In the southern part of the state, “about 200,000 people were displaced by the Woolsey Fire, which began midafternoon Thursday near Simi Valley, even as fire departments were responding to a second wildfire, called the Hill Fire, just west of Thousand Oaks,” the Post recounts. “The Woolsey Fire proved to be explosive, expanding within 24 hours to some 35,000 acres. It raced from the Conejo Valley to the Pacific Ocean, across Highway 101 and the Santa Monica mountains, at speeds that impressed veteran fire officials.”
“It’s spreading quicker than it used to,” said Mark Lorenzen, chief of the Ventura County Fire Department. Not that firefighters were surprised.
“They knew the wind was coming, and when there is strong wind here, there is fire, reliably,” the Post notes.
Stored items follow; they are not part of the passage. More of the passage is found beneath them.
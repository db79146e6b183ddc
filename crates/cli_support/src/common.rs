use crate::config::RunConfig;
use clap::Args;
use std::path::PathBuf;

pub const DEFAULT_DATA_DIR: &str = "./data";
pub const DEFAULT_RUNS_DIR: &str = "./runs";

/// Input/output roots shared by the training and export binaries.
#[derive(Debug, Clone, Default, Args)]
pub struct DataPathsArgs {
    /// Root holding `vgg/` and `data_road/` [default: ./data].
    #[arg(long = "data_dir")]
    pub data_dir: Option<PathBuf>,
    /// Directory that receives inference overlays [default: ./runs].
    #[arg(long = "runs_dir")]
    pub runs_dir: Option<PathBuf>,
}

#[derive(Debug, Clone, PartialEq, Eq)]
pub struct DataPathsOpts {
    pub data_dir: PathBuf,
    pub runs_dir: PathBuf,
}

impl DataPathsOpts {
    pub fn new(data_dir: PathBuf, runs_dir: PathBuf) -> Self {
        Self { data_dir, runs_dir }
    }

    /// Flag, then config file, then the built-in default.
    pub fn resolve(args: &DataPathsArgs, cfg: &RunConfig) -> Self {
        Self::new(
            args.data_dir
                .clone()
                .or_else(|| cfg.data_dir())
                .unwrap_or_else(|| PathBuf::from(DEFAULT_DATA_DIR)),
            args.runs_dir
                .clone()
                .or_else(|| cfg.runs_dir())
                .unwrap_or_else(|| PathBuf::from(DEFAULT_RUNS_DIR)),
        )
    }

    pub fn vgg_dir(&self) -> PathBuf {
        self.data_dir.join("vgg")
    }

    pub fn training_dir(&self) -> PathBuf {
        self.data_dir.join("data_road").join("training")
    }
}

impl From<&DataPathsArgs> for DataPathsOpts {
    fn from(args: &DataPathsArgs) -> Self {
        DataPathsOpts::resolve(args, &RunConfig::default())
    }
}

#[cfg(test)]
mod tests {
    use super::*;

    #[test]
    fn defaults_apply_without_flags_or_config() {
        let opts = DataPathsOpts::from(&DataPathsArgs::default());
        assert_eq!(opts.data_dir, PathBuf::from("./data"));
        assert_eq!(opts.runs_dir, PathBuf::from("./runs"));
        assert_eq!(opts.vgg_dir(), PathBuf::from("./data/vgg"));
        assert_eq!(
            opts.training_dir(),
            PathBuf::from("./data/data_road/training")
        );
    }

    #[test]
    fn flags_override_config() {
        let mut cfg = RunConfig::default();
        cfg.paths.data_dir = Some("/cfg/data".into());
        cfg.paths.runs_dir = Some("/cfg/runs".into());
        let args = DataPathsArgs {
            data_dir: Some("/flag/data".into()),
            runs_dir: None,
        };
        let opts = DataPathsOpts::resolve(&args, &cfg);
        assert_eq!(opts.data_dir, PathBuf::from("/flag/data"));
        assert_eq!(opts.runs_dir, PathBuf::from("/cfg/runs"));
    }
}
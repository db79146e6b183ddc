//! Fail-fast checks on the `data_road` directory tree.

use crate::index::{index_test_images, road_labels};
use crate::types::{
    BurnDatasetError, DatasetResult, LayoutReport, SplitSummary, ValidationOutcome, IMAGE_SUBDIR,
};
use std::path::Path;

/// Frame counts of the published KITTI road benchmark.
pub const KITTI_TRAINING_IMAGES: usize = 289;
pub const KITTI_TESTING_IMAGES: usize = 290;

/// Count frames and road masks in one split. A missing `gt_image_2` is
/// treated as zero labels (held-out splits have none).
pub fn summarize_split(split_dir: &Path) -> DatasetResult<SplitSummary> {
    let images = index_test_images(split_dir)?;
    let labels = match road_labels(split_dir) {
        Ok(labels) => labels,
        Err(BurnDatasetError::MissingDir { .. }) => Default::default(),
        Err(e) => return Err(e),
    };
    let unlabeled = images
        .iter()
        .filter(|p| {
            let name = p.file_name().and_then(|s| s.to_str()).unwrap_or_default();
            !labels.contains_key(name)
        })
        .count();
    Ok(SplitSummary {
        split_dir: split_dir.to_path_buf(),
        images: images.len(),
        labels: labels.len(),
        unlabeled,
    })
}

fn summarize_or_fail(
    split_dir: &Path,
    outcome: &mut ValidationOutcome,
    reasons: &mut Vec<String>,
) -> SplitSummary {
    match summarize_split(split_dir) {
        Ok(summary) => summary,
        Err(e) => {
            *outcome = ValidationOutcome::Fail;
            reasons.push(e.to_string());
            SplitSummary {
                split_dir: split_dir.to_path_buf(),
                ..Default::default()
            }
        }
    }
}

fn check_count(
    label: &str,
    count: usize,
    expected: usize,
    outcome: &mut ValidationOutcome,
    reasons: &mut Vec<String>,
) {
    if count == 0 {
        *outcome = ValidationOutcome::Fail;
        reasons.push(format!("{label}: no images found"));
    } else if count != expected {
        if *outcome == ValidationOutcome::Pass {
            *outcome = ValidationOutcome::Warn;
        }
        reasons.push(format!("{label}: {count} images (KITTI road has {expected})"));
    }
}

/// Inspect `<data_dir>/data_road/{training,testing}`.
///
/// Missing directories, empty splits, or unlabeled training frames fail;
/// counts that differ from the public benchmark only warn.
pub fn verify_layout(data_dir: &Path) -> LayoutReport {
    let road_dir = data_dir.join("data_road");
    let mut outcome = ValidationOutcome::Pass;
    let mut reasons = Vec::new();

    let training = summarize_or_fail(&road_dir.join("training"), &mut outcome, &mut reasons);
    let testing = summarize_or_fail(&road_dir.join("testing"), &mut outcome, &mut reasons);

    if outcome != ValidationOutcome::Fail {
        check_count(
            &format!("training/{IMAGE_SUBDIR}"),
            training.images,
            KITTI_TRAINING_IMAGES,
            &mut outcome,
            &mut reasons,
        );
        check_count(
            &format!("testing/{IMAGE_SUBDIR}"),
            testing.images,
            KITTI_TESTING_IMAGES,
            &mut outcome,
            &mut reasons,
        );
        if training.unlabeled > 0 {
            outcome = ValidationOutcome::Fail;
            reasons.push(format!(
                "training: {} images without a road mask",
                training.unlabeled
            ));
        }
    }

    tracing::debug!(
        "layout check {} for {}",
        outcome.as_str(),
        road_dir.display()
    );
    LayoutReport {
        outcome,
        reasons,
        training,
        testing,
    }
}

impl LayoutReport {
    /// Turn a failing report into an error; warnings are logged.
    pub fn into_result(self) -> DatasetResult<Self> {
        match self.outcome {
            ValidationOutcome::Fail => Err(BurnDatasetError::Layout {
                reasons: self.reasons,
            }),
            ValidationOutcome::Warn => {
                for reason in &self.reasons {
                    tracing::warn!("dataset layout: {reason}");
                }
                Ok(self)
            }
            ValidationOutcome::Pass => Ok(self),
        }
    }
}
But “everyone had expected a lull in the wind Friday afternoon, and it didn’t materialize,” the paper adds, citing Los Angeles County Deputy Fire Chief David Richardson. Instead, “the gusts stayed dangerous.”
Never one to avoid throwing gasoline on a burning flame, Donald Trump weighed in Saturday morning with a tweet that accused California of mismanagement. “There is no reason for these massive, deadly and costly forest fires in California except that forest management is so poor,” he wrote. “Billions of dollars are given each year, with so many lives lost, all because of gross mismanagement of the forests. Remedy now, or no more Fed payments!”
“The president’s message attacking California and threatening to withhold aid to the victims of the cataclysmic fires is ill-informed, ill-timed, and demeaning to those who are suffering as well as the men and women on the front lines,” replied California Professional Firefighters President Brian Rice.
Trump’s assertion “that California’s forest management policies are to blame for catastrophic wildfire is dangerously wrong,” Rice added. “Nearly 60% of California forests are under federal management, and another two-thirds under private control. It is the federal government that has chosen to divert resources away from forest management, not California.”